■ Assignment ■
If a line in the records below holds the word "CreateNote", copy it.

-------- Records shown --------

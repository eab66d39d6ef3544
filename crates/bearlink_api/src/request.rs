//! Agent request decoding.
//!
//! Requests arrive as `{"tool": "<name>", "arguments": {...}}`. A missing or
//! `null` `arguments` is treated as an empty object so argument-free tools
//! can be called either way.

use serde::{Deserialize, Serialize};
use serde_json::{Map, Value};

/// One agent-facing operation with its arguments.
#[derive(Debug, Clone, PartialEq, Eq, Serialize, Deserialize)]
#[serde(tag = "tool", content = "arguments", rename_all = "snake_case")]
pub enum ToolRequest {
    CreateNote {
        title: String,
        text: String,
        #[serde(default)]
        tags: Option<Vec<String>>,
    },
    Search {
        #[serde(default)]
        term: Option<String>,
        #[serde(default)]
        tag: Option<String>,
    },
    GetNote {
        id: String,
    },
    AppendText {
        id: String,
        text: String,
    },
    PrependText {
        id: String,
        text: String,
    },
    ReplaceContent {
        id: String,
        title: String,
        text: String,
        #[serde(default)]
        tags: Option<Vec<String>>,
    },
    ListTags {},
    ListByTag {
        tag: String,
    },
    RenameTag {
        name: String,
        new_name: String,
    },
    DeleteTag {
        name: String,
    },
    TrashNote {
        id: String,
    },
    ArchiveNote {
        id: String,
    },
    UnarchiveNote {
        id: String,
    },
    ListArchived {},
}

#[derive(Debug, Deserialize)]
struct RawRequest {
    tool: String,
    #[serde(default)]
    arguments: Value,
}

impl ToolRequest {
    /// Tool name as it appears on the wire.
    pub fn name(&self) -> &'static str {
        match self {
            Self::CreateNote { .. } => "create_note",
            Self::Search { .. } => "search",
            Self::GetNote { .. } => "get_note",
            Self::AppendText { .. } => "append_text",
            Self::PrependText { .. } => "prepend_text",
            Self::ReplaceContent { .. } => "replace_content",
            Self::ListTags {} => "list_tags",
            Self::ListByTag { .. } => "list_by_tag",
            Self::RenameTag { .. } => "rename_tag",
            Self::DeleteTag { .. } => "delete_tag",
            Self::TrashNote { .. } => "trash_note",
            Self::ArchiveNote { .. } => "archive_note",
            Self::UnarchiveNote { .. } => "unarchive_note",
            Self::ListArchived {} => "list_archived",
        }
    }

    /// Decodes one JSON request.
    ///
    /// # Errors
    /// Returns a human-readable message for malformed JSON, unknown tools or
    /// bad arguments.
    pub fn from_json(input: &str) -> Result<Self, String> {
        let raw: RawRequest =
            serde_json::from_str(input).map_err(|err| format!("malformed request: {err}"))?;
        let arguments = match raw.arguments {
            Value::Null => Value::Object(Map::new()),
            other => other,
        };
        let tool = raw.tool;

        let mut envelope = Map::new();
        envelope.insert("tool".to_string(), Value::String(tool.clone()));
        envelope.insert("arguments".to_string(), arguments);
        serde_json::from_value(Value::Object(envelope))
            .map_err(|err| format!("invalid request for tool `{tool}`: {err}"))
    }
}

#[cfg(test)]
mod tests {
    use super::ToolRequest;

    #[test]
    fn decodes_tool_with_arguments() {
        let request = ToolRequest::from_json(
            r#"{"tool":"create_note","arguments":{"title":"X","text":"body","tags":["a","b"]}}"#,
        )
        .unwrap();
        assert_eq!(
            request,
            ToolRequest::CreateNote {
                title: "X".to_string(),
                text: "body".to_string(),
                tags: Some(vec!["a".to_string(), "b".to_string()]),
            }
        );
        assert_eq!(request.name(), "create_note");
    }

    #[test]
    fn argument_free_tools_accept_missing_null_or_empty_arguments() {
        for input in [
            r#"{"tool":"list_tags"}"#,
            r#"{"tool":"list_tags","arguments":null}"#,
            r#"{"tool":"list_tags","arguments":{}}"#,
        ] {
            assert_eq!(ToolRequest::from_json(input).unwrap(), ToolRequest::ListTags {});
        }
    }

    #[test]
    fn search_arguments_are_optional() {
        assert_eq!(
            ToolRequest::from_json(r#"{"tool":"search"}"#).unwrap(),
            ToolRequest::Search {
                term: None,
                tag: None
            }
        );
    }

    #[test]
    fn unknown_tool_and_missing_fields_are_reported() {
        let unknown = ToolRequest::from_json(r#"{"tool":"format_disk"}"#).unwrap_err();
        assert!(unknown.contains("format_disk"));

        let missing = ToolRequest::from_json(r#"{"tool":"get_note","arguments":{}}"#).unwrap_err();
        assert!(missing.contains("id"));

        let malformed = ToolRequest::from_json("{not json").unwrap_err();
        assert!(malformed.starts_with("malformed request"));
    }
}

--------

■ Exercise answer ■
    CreateNote {
            Self::CreateNote { .. } => "create_note",
            ToolRequest::CreateNote {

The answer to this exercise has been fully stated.